* **Instructions to follow**
Search the records below for "outage"; copy each line that has it.

*** Opening Listed entries ***

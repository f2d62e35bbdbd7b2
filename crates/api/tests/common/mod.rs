#![allow(dead_code)]

use std::sync::Arc;

use async_trait::async_trait;
use axum::body::Body;
use axum::http::Request;
use axum::response::Response;
use axum::Router;
use http_body_util::BodyExt;
use pad_core::error::CoreError;
use pad_core::geometry::Layout;
use pad_core::ontology::OntologyContext;
use pad_core::records::{CardRecord, NeuralNetworkRecord, ProjectRecord};
use pad_core::types::DbId;
use pad_upstream::RecordSource;
use serde_json::{json, Value};
use tower::ServiceExt;

use pad_api::app;
use pad_api::config::ServerConfig;
use pad_api::state::AppState;

// ---------------------------------------------------------------------------
// In-memory record source
// ---------------------------------------------------------------------------

/// Record source backed by plain vectors. When `outage` is set every call
/// fails as an unreachable upstream with that message.
#[derive(Debug, Default)]
pub struct MemorySource {
    pub cards: Vec<CardRecord>,
    pub projects: Vec<ProjectRecord>,
    pub neural_networks: Vec<NeuralNetworkRecord>,
    pub outage: Option<String>,
}

impl MemorySource {
    pub fn with_cards(mut self, cards: impl IntoIterator<Item = CardRecord>) -> Self {
        self.cards.extend(cards);
        self
    }

    pub fn with_projects(mut self, projects: impl IntoIterator<Item = ProjectRecord>) -> Self {
        self.projects.extend(projects);
        self
    }

    pub fn with_neural_networks(
        mut self,
        networks: impl IntoIterator<Item = NeuralNetworkRecord>,
    ) -> Self {
        self.neural_networks.extend(networks);
        self
    }

    pub fn down(message: &str) -> Self {
        Self {
            outage: Some(message.to_string()),
            ..Self::default()
        }
    }

    fn available(&self) -> Result<(), CoreError> {
        match &self.outage {
            Some(message) => Err(CoreError::UpstreamUnavailable(message.clone())),
            None => Ok(()),
        }
    }
}

#[async_trait]
impl RecordSource for MemorySource {
    async fn card(&self, id: DbId) -> Result<Option<CardRecord>, CoreError> {
        self.available()?;
        Ok(self
            .cards
            .iter()
            .find(|card| card.id == id && !card.deleted)
            .cloned())
    }

    async fn cards_by_sample(&self, sample_id: i64) -> Result<Vec<CardRecord>, CoreError> {
        self.available()?;
        Ok(self
            .cards
            .iter()
            .filter(|card| card.sample_id == sample_id && !card.deleted)
            .cloned()
            .collect())
    }

    async fn projects(&self) -> Result<Vec<ProjectRecord>, CoreError> {
        self.available()?;
        Ok(self.projects.clone())
    }

    async fn project(&self, id: DbId) -> Result<Option<ProjectRecord>, CoreError> {
        self.available()?;
        Ok(self.projects.iter().find(|project| project.id == id).cloned())
    }

    async fn neural_networks(&self) -> Result<Vec<NeuralNetworkRecord>, CoreError> {
        self.available()?;
        Ok(self.neural_networks.clone())
    }

    async fn neural_network(&self, id: DbId) -> Result<Option<NeuralNetworkRecord>, CoreError> {
        self.available()?;
        Ok(self
            .neural_networks
            .iter()
            .find(|network| network.id == id)
            .cloned())
    }
}

// ---------------------------------------------------------------------------
// Fixtures
// ---------------------------------------------------------------------------

/// A card as the PAD service would return it.
pub fn card(id: DbId, sample_id: i64, project_id: DbId) -> CardRecord {
    serde_json::from_value(json!({
        "id": id,
        "sample_name": "amoxicillin",
        "test_name": "12LanePADKenya2015",
        "user_name": "pad-tech",
        "date_of_creation": "2023-04-18 09:30:05.123",
        "raw_file_location": format!("/var/www/html/images/padimages/raw/{id}.png"),
        "processed_file_location": null,
        "camera_type_1": "Pixel 6",
        "notes": "",
        "sample_id": sample_id,
        "quantity": 80,
        "project_id": project_id,
        "deleted": false
    }))
    .expect("card fixture is valid")
}

pub fn deleted_card(id: DbId, sample_id: i64, project_id: DbId) -> CardRecord {
    CardRecord {
        deleted: true,
        ..card(id, sample_id, project_id)
    }
}

/// A project; `extra` is merged over the base record (flags, sample names).
pub fn project(id: DbId, name: &str, extra: Value) -> ProjectRecord {
    let mut record = json!({
        "id": id,
        "user_name": "pad-admin",
        "project_name": name,
        "annotation": null,
        "test_name": "12LanePADKenya2015",
        "sample_names": ["amoxicillin", "albendazole"],
        "neutral_filler": "lactose",
        "notes": ""
    });
    if let (Some(base), Value::Object(extra)) = (record.as_object_mut(), extra) {
        base.extend(extra);
    }
    serde_json::from_value(record).expect("project fixture is valid")
}

pub fn neural_network(id: DbId, name: &str, drugs: &[&str]) -> NeuralNetworkRecord {
    serde_json::from_value(json!({
        "id": id,
        "name": name,
        "drugs": drugs,
        "description": null
    }))
    .expect("neural network fixture is valid")
}

// ---------------------------------------------------------------------------
// App
// ---------------------------------------------------------------------------

/// Build a test `ServerConfig` with safe defaults.
pub fn test_config() -> ServerConfig {
    ServerConfig {
        host: "127.0.0.1".to_string(),
        port: 0,
        cors_origins: vec!["http://localhost:5173".to_string()],
        request_timeout_secs: 30,
        pad_api_url: "http://pad.invalid".to_string(),
        pad_api_timeout_secs: 5,
        pad_page_size: 100,
        pad_max_pages: 50,
        display_width: 300,
        layout_path: None,
        ontology_vocab: None,
    }
}

/// Build the full application router over `source`, with the built-in
/// layout and the PAD vocabulary.
pub fn build_test_app(source: MemorySource) -> Router {
    let state = AppState {
        config: Arc::new(test_config()),
        source: Arc::new(source),
        layout: Arc::new(Layout::reference()),
        ontology: Arc::new(OntologyContext::pad()),
    };
    app::build_router(state)
}

pub async fn get(app: Router, uri: &str) -> Response {
    let request = Request::builder().uri(uri).body(Body::empty()).unwrap();
    app.oneshot(request).await.unwrap()
}

pub async fn body_json(response: Response) -> Value {
    let bytes = response.into_body().collect().await.unwrap().to_bytes();
    serde_json::from_slice(&bytes).unwrap()
}
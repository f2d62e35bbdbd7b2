use axum::extract::State;
use axum::{routing::get, Json, Router};
use serde::Serialize;

use crate::state::AppState;

/// Health check response payload.
#[derive(Serialize)]
pub struct HealthResponse {
    /// Overall service status.
    pub status: &'static str,
    /// Crate version from Cargo.toml.
    pub version: &'static str,
    /// Version label of the loaded card layout.
    pub layout_version: Option<String>,
}

/// GET /health -- liveness of the service itself; the PAD service is not contacted.
async fn health_check(State(state): State<AppState>) -> Json<HealthResponse> {
    Json(HealthResponse {
        status: "ok",
        version: env!("CARGO_PKG_VERSION"),
        layout_version: state.layout.version().map(str::to_string),
    })
}

/// Mount health check routes (intended for root-level, NOT under `/api-ld/v3`).
pub fn router() -> Router<AppState> {
    Router::new().route("/health", get(health_check))
}
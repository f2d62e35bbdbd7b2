/// Record identifiers issued by the PAD record store.
pub type DbId = i64;

/// Record timestamps carry no zone; the store writes them in server-local time.
pub type Timestamp = chrono::NaiveDateTime;

/// Wire format for timestamps in semantic documents.
pub const TIMESTAMP_FORMAT: &str = "%Y-%m-%dT%H:%M:%S";

/// Render a timestamp in the normalized textual form used on the wire.
pub fn format_timestamp(ts: &Timestamp) -> String {
    ts.format(TIMESTAMP_FORMAT).to_string()
}
pub mod health;

use axum::routing::get;
use axum::Router;

use crate::handlers;
use crate::state::AppState;

/// Build the `/api-ld/v3` route tree.
///
/// Route hierarchy:
///
/// ```text
/// /cards/by-sample/{sample_id}    cards of one sample as JSON-LD
/// /cards/{id}                     single card as JSON-LD
///
/// /projects                       all projects as JSON-LD
/// /projects/{id}                  single project as JSON-LD
///
/// /neural-networks                all neural networks as JSON-LD
/// /neural-networks/{id}           single neural network as JSON-LD
///
/// /geometry?width=N               card layout scaled to N pixels wide
/// ```
pub fn api_routes() -> Router<AppState> {
    Router::new()
        .route(
            "/cards/by-sample/{sample_id}",
            get(handlers::card::list_by_sample),
        )
        .route("/cards/{id}", get(handlers::card::get_by_id))
        .route("/projects", get(handlers::project::list))
        .route("/projects/{id}", get(handlers::project::get_by_id))
        .route("/neural-networks", get(handlers::neural_network::list))
        .route(
            "/neural-networks/{id}",
            get(handlers::neural_network::get_by_id),
        )
        .route("/geometry", get(handlers::geometry::scaled))
}
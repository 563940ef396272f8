/// Token Issuance and Verification
///
/// Issues and validates signed, expiring tokens under a secret derived
/// per call from (configured base secret, per-identity salt). There is
/// no token store: a token is valid exactly when it verifies against
/// the secret re-derived from the salt the caller presents, so rotating
/// an identity's salt revokes everything signed before the rotation.

use std::sync::Arc;

use jsonwebtoken::errors::ErrorKind;
use jsonwebtoken::{decode, encode, Algorithm, DecodingKey, EncodingKey, Header, Validation};
use serde_json::{Map, Value};

use crate::auth::claims::Claims;
use crate::auth::secret::SecretDerivation;
use crate::configuration::SigningSettings;
use crate::error::{AppError, VerificationError};

pub struct TokenSigner {
    settings: SigningSettings,
    secrets: Arc<dyn SecretDerivation>,
}

impl TokenSigner {
    pub fn new(settings: SigningSettings, secrets: Arc<dyn SecretDerivation>) -> Self {
        Self { settings, secrets }
    }

    /// Sign a payload into an expiring token.
    ///
    /// The claim set is the payload merged with the configured issuer,
    /// the configured subject (when set), the supplied audience (when
    /// given), and an expiry of issue-time plus the validity period.
    ///
    /// # Errors
    /// Returns error if secret derivation or encoding fails.
    pub fn sign(
        &self,
        payload: Map<String, Value>,
        salt: &str,
        audience: Option<&str>,
    ) -> Result<String, AppError> {
        let secret = self
            .secrets
            .generate_secret(self.settings.secret_base(), salt)?;

        let claims = Claims::new(
            payload,
            self.settings.issuer().to_string(),
            self.settings.subject().map(str::to_string),
            audience.map(str::to_string),
            self.settings.validity_period(),
        );

        encode(
            &Header::default(),
            &claims,
            &EncodingKey::from_secret(secret.as_bytes()),
        )
        .map_err(|e| AppError::Internal(format!("Token signing failed: {}", e)))
    }

    /// Check whether a token is valid for the given salt.
    ///
    /// Re-derives the signing secret exactly as `sign` does, then
    /// verifies signature, issuer, subject (when configured), audience
    /// (when supplied), and expiry with zero leeway.
    ///
    /// Returns `Ok(false)` for the recognized token-invalid outcomes:
    /// bad signature (including a salt rotated since signing), expiry,
    /// or an issuer/audience/subject mismatch. A token the mechanism
    /// cannot even parse is not an invalid credential but a systemic
    /// problem, and propagates as a `Verification` error.
    pub fn is_token_valid(
        &self,
        token: &str,
        salt: &str,
        audience: Option<&str>,
    ) -> Result<bool, AppError> {
        let secret = self
            .secrets
            .generate_secret(self.settings.secret_base(), salt)?;

        let mut validation = Validation::new(Algorithm::HS256);
        validation.leeway = 0;
        validation.set_issuer(&[self.settings.issuer()]);
        if let Some(subject) = self.settings.subject() {
            // A constrained claim must be present, not merely match
            // when present
            validation.sub = Some(subject.to_string());
            validation.required_spec_claims.insert("sub".to_string());
        }
        match audience {
            Some(audience) => {
                validation.set_audience(&[audience]);
                validation.required_spec_claims.insert("aud".to_string());
            }
            None => validation.validate_aud = false,
        }

        match decode::<Claims>(
            token,
            &DecodingKey::from_secret(secret.as_bytes()),
            &validation,
        ) {
            Ok(_) => Ok(true),
            Err(e) => match e.kind() {
                ErrorKind::InvalidSignature
                | ErrorKind::ExpiredSignature
                | ErrorKind::ImmatureSignature
                | ErrorKind::InvalidIssuer
                | ErrorKind::InvalidAudience
                | ErrorKind::InvalidSubject => {
                    tracing::debug!(error = %e, "Token rejected");
                    Ok(false)
                }
                // A token lacking a constrained claim is an invalid
                // credential, not a broken verification
                ErrorKind::MissingRequiredClaim(claim) if claim == "aud" || claim == "sub" => {
                    tracing::debug!(error = %e, "Token rejected");
                    Ok(false)
                }
                _ => {
                    let err = AppError::Verification(VerificationError(e.to_string()));
                    err.log("is_token_valid");
                    Err(err)
                }
            },
        }
    }
}

#[cfg(test)]
mod tests {
    use super::*;
    use crate::auth::secret::HmacSecretDerivation;
    use serde_json::json;

    fn test_signer() -> TokenSigner {
        let settings = SigningSettings::new(
            500,
            "this-is-secret-base".to_string(),
            "testIssuer".to_string(),
            Some("testSubject".to_string()),
        )
        .expect("Invalid test settings");
        TokenSigner::new(settings, Arc::new(HmacSecretDerivation))
    }

    fn payload() -> Map<String, Value> {
        let mut map = Map::new();
        map.insert("testKey".to_string(), json!("testValue"));
        map
    }

    #[test]
    fn test_sign_and_validate() {
        let signer = test_signer();
        let token = signer
            .sign(payload(), "saltA", Some("aud1"))
            .expect("Failed to sign");

        let valid = signer
            .is_token_valid(&token, "saltA", Some("aud1"))
            .expect("Verification errored");
        assert!(valid);
    }

    #[test]
    fn test_salt_rotation_revokes() {
        let signer = test_signer();
        let token = signer.sign(payload(), "saltA", Some("aud1")).unwrap();

        let valid = signer.is_token_valid(&token, "saltB", Some("aud1")).unwrap();
        assert!(!valid);
    }

    #[test]
    fn test_wrong_audience_rejected() {
        let signer = test_signer();
        let token = signer.sign(payload(), "saltA", Some("aud1")).unwrap();

        let valid = signer.is_token_valid(&token, "saltA", Some("aud2")).unwrap();
        assert!(!valid);
    }

    #[test]
    fn test_missing_audience_rejected_when_audience_required() {
        let signer = test_signer();
        // Signed without an audience claim at all
        let token = signer.sign(payload(), "saltA", None).unwrap();

        let valid = signer.is_token_valid(&token, "saltA", Some("aud1")).unwrap();
        assert!(!valid);
    }

    #[test]
    fn test_missing_subject_rejected_when_subject_configured() {
        let signer = test_signer();
        let secret = HmacSecretDerivation
            .generate_secret("this-is-secret-base", "saltA")
            .unwrap();

        // Correct signature, issuer, and expiry, but no sub claim
        let mut claims = Claims::new(
            payload(),
            "testIssuer".to_string(),
            Some("testSubject".to_string()),
            None,
            500,
        );
        claims.sub = None;
        let token = encode(
            &Header::default(),
            &claims,
            &EncodingKey::from_secret(secret.as_bytes()),
        )
        .unwrap();

        let valid = signer.is_token_valid(&token, "saltA", None).unwrap();
        assert!(!valid);
    }

    #[test]
    fn test_token_without_audience() {
        let signer = test_signer();
        let token = signer.sign(payload(), "saltA", None).unwrap();

        let valid = signer.is_token_valid(&token, "saltA", None).unwrap();
        assert!(valid);
    }

    #[test]
    fn test_tampered_token_rejected() {
        let signer = test_signer();
        let token = signer.sign(payload(), "saltA", None).unwrap();

        // Flip the last signature character
        let mut tampered = token.clone();
        let last = if tampered.ends_with('A') { 'B' } else { 'A' };
        tampered.pop();
        tampered.push(last);

        let valid = signer.is_token_valid(&tampered, "saltA", None).unwrap();
        assert!(!valid);
    }

    #[test]
    fn test_malformed_token_propagates_error() {
        let signer = test_signer();
        let result = signer.is_token_valid("not-a-token", "saltA", None);
        match result {
            Err(AppError::Verification(_)) => (),
            other => panic!("Expected Verification error, got {:?}", other),
        }
    }

    #[test]
    fn test_expired_token_rejected() {
        let signer = test_signer();
        let secret = HmacSecretDerivation
            .generate_secret("this-is-secret-base", "saltA")
            .unwrap();

        // Encode claims whose expiry is already in the past
        let mut claims = Claims::new(
            payload(),
            "testIssuer".to_string(),
            Some("testSubject".to_string()),
            None,
            500,
        );
        claims.exp = claims.iat - 120;
        let token = encode(
            &Header::default(),
            &claims,
            &EncodingKey::from_secret(secret.as_bytes()),
        )
        .unwrap();

        let valid = signer.is_token_valid(&token, "saltA", None).unwrap();
        assert!(!valid);
    }

    #[test]
    fn test_wrong_issuer_rejected() {
        let signer = test_signer();

        let other_settings = SigningSettings::new(
            500,
            "this-is-secret-base".to_string(),
            "otherIssuer".to_string(),
            Some("testSubject".to_string()),
        )
        .unwrap();
        let other_signer = TokenSigner::new(other_settings, Arc::new(HmacSecretDerivation));

        let token = other_signer.sign(payload(), "saltA", None).unwrap();
        let valid = signer.is_token_valid(&token, "saltA", None).unwrap();
        assert!(!valid);
    }

    #[test]
    fn test_claims_carry_expected_fields() {
        let signer = test_signer();
        let token = signer.sign(payload(), "saltA", Some("aud1")).unwrap();

        let secret = HmacSecretDerivation
            .generate_secret("this-is-secret-base", "saltA")
            .unwrap();
        let mut validation = Validation::new(Algorithm::HS256);
        validation.set_audience(&["aud1"]);
        let decoded = decode::<Claims>(
            &token,
            &DecodingKey::from_secret(secret.as_bytes()),
            &validation,
        )
        .unwrap()
        .claims;

        let now = chrono::Utc::now().timestamp();
        assert_eq!(decoded.iss, "testIssuer");
        assert_eq!(decoded.sub.as_deref(), Some("testSubject"));
        assert_eq!(decoded.aud.as_deref(), Some("aud1"));
        assert_eq!(decoded.payload["testKey"], json!("testValue"));
        assert!((decoded.exp - now - 500).abs() <= 2);
    }
}
use serde::Deserialize;

use crate::error::ConfigurationError;

/// Safety floors for key derivation parameters.
///
/// Values below these are rejected at load time, never silently clamped.
pub const MIN_ITERATIONS: u32 = 10_000;
pub const MIN_OUTPUT_LENGTH: usize = 64;
pub const MIN_SALT_LENGTH: usize = 16;

/// Minimum constraints for token signing parameters.
pub const MIN_VALIDITY_PERIOD: i64 = 60; // exclusive: validity must be > 60s
pub const MIN_SECRET_BASE_LENGTH: usize = 8;

#[derive(Deserialize, Clone)]
pub struct Settings {
    pub hashing: HashingSettings,
    pub signing: SigningSettings,
}

impl Settings {
    /// Validate every section eagerly.
    ///
    /// Called once at load; the subsystem never re-checks these values
    /// at call time.
    pub fn validate(&self) -> Result<(), ConfigurationError> {
        self.hashing.validate()?;
        self.signing.validate()?;
        Ok(())
    }
}

/// Digest algorithm used for PBKDF2 key derivation
#[derive(Deserialize, Clone, Copy, Debug, PartialEq, Eq)]
#[serde(rename_all = "lowercase")]
pub enum DigestAlgorithm {
    Sha256,
    Sha384,
    Sha512,
}

/// Key derivation parameters
///
/// Loaded once at process start; effectively immutable process-wide
/// state. The pepper, when set, binds every hash to a server-held
/// secret in addition to the per-record salt, so a database leak alone
/// is insufficient to brute-force offline.
#[derive(Deserialize, Clone)]
pub struct HashingSettings {
    pub pepper: Option<String>,
    pub iterations: u32,
    pub output_length: usize,
    pub salt_length: usize,
    pub algorithm: DigestAlgorithm,
}

impl HashingSettings {
    pub fn validate(&self) -> Result<(), ConfigurationError> {
        if self.iterations < MIN_ITERATIONS {
            return Err(ConfigurationError::ValueTooLow {
                field: "hashing.iterations".to_string(),
                floor: u64::from(MIN_ITERATIONS),
            });
        }
        if self.output_length < MIN_OUTPUT_LENGTH {
            return Err(ConfigurationError::ValueTooLow {
                field: "hashing.output_length".to_string(),
                floor: MIN_OUTPUT_LENGTH as u64,
            });
        }
        if self.salt_length < MIN_SALT_LENGTH {
            return Err(ConfigurationError::ValueTooLow {
                field: "hashing.salt_length".to_string(),
                floor: MIN_SALT_LENGTH as u64,
            });
        }
        Ok(())
    }
}

/// Token signing settings
///
/// Fields are private; a value of this type only exists in a validated
/// state, whether built through `new` or deserialized and then passed
/// through `validate`.
#[derive(Deserialize, Clone)]
pub struct SigningSettings {
    validity_period: i64, // seconds
    secret_base: String,
    issuer: String,
    subject: Option<String>,
}

impl SigningSettings {
    /// Construct validated signing settings.
    ///
    /// Constraints are checked in order: validity period, secret base,
    /// issuer. The first violation fails construction; no half-valid
    /// value exists.
    pub fn new(
        validity_period: i64,
        secret_base: String,
        issuer: String,
        subject: Option<String>,
    ) -> Result<Self, ConfigurationError> {
        let settings = Self {
            validity_period,
            secret_base,
            issuer,
            subject,
        };
        settings.validate()?;
        Ok(settings)
    }

    pub fn validate(&self) -> Result<(), ConfigurationError> {
        if self.validity_period <= MIN_VALIDITY_PERIOD {
            return Err(ConfigurationError::ValueTooLow {
                field: "signing.validity_period".to_string(),
                floor: MIN_VALIDITY_PERIOD as u64 + 1,
            });
        }
        if self.secret_base.len() < MIN_SECRET_BASE_LENGTH {
            return Err(ConfigurationError::TooShort {
                field: "signing.secret_base".to_string(),
                min: MIN_SECRET_BASE_LENGTH,
            });
        }
        if self.issuer.is_empty() {
            return Err(ConfigurationError::Empty("signing.issuer".to_string()));
        }
        Ok(())
    }

    pub fn validity_period(&self) -> i64 {
        self.validity_period
    }

    pub fn secret_base(&self) -> &str {
        &self.secret_base
    }

    pub fn issuer(&self) -> &str {
        &self.issuer
    }

    pub fn subject(&self) -> Option<&str> {
        self.subject.as_deref()
    }
}

/// Load settings from the optional `configuration` file plus
/// `APP__`-prefixed environment variables, then validate eagerly so an
/// invalid security configuration aborts startup before any hashing or
/// signing occurs.
pub fn get_configuration() -> Result<Settings, ConfigurationError> {
    let settings = config::Config::builder()
        .add_source(config::File::with_name("configuration").required(false))
        .add_source(config::Environment::with_prefix("APP").separator("__"))
        .build()
        .map_err(|e| ConfigurationError::Load(e.to_string()))?;

    let settings = settings
        .try_deserialize::<Settings>()
        .map_err(|e| ConfigurationError::Load(e.to_string()))?;

    settings.validate()?;
    Ok(settings)
}
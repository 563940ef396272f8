/// Token Secret Derivation
///
/// Combines the configured base secret with a per-identity salt into
/// the concrete signing secret. Verification re-derives from the
/// current salt on every call, so rotating the salt invalidates every
/// previously issued token for that identity without a blacklist.

use hmac::{Hmac, Mac};
use sha2::Sha256;

use crate::error::AppError;

type HmacSha256 = Hmac<Sha256>;

/// Secret derivation strategy
///
/// Must be deterministic (verification depends on it) and sensitive to
/// both inputs: changing either the base secret or the salt must
/// change the output.
pub trait SecretDerivation: Send + Sync {
    fn generate_secret(&self, secret_base: &str, salt: &str) -> Result<String, AppError>;
}

/// HMAC-SHA256 derivation: the base secret keys a MAC over the salt,
/// hex-encoded.
pub struct HmacSecretDerivation;

impl SecretDerivation for HmacSecretDerivation {
    fn generate_secret(&self, secret_base: &str, salt: &str) -> Result<String, AppError> {
        let mut mac = HmacSha256::new_from_slice(secret_base.as_bytes())
            .map_err(|e| AppError::Internal(format!("Secret derivation failed: {}", e)))?;
        mac.update(salt.as_bytes());
        Ok(format!("{:x}", mac.finalize().into_bytes()))
    }
}
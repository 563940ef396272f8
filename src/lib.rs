pub mod auth;
pub mod configuration;
pub mod error;
pub mod telemetry;

pub use auth::{
    Claims, HashValue, HmacSecretDerivation, KeyDerivation, PasswordHasher, Pbkdf2Derivation,
    SecretDerivation, TokenSigner,
};
pub use configuration::{get_configuration, HashingSettings, Settings, SigningSettings};
pub use error::{AppError, ConfigurationError, ValidationError, VerificationError};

*** Closing Listed entries ***

* **Solved exercise**
/// Record source backed by plain vectors. When `outage` is set every call
    pub outage: Option<String>,
            outage: Some(message.to_string()),
        match &self.outage {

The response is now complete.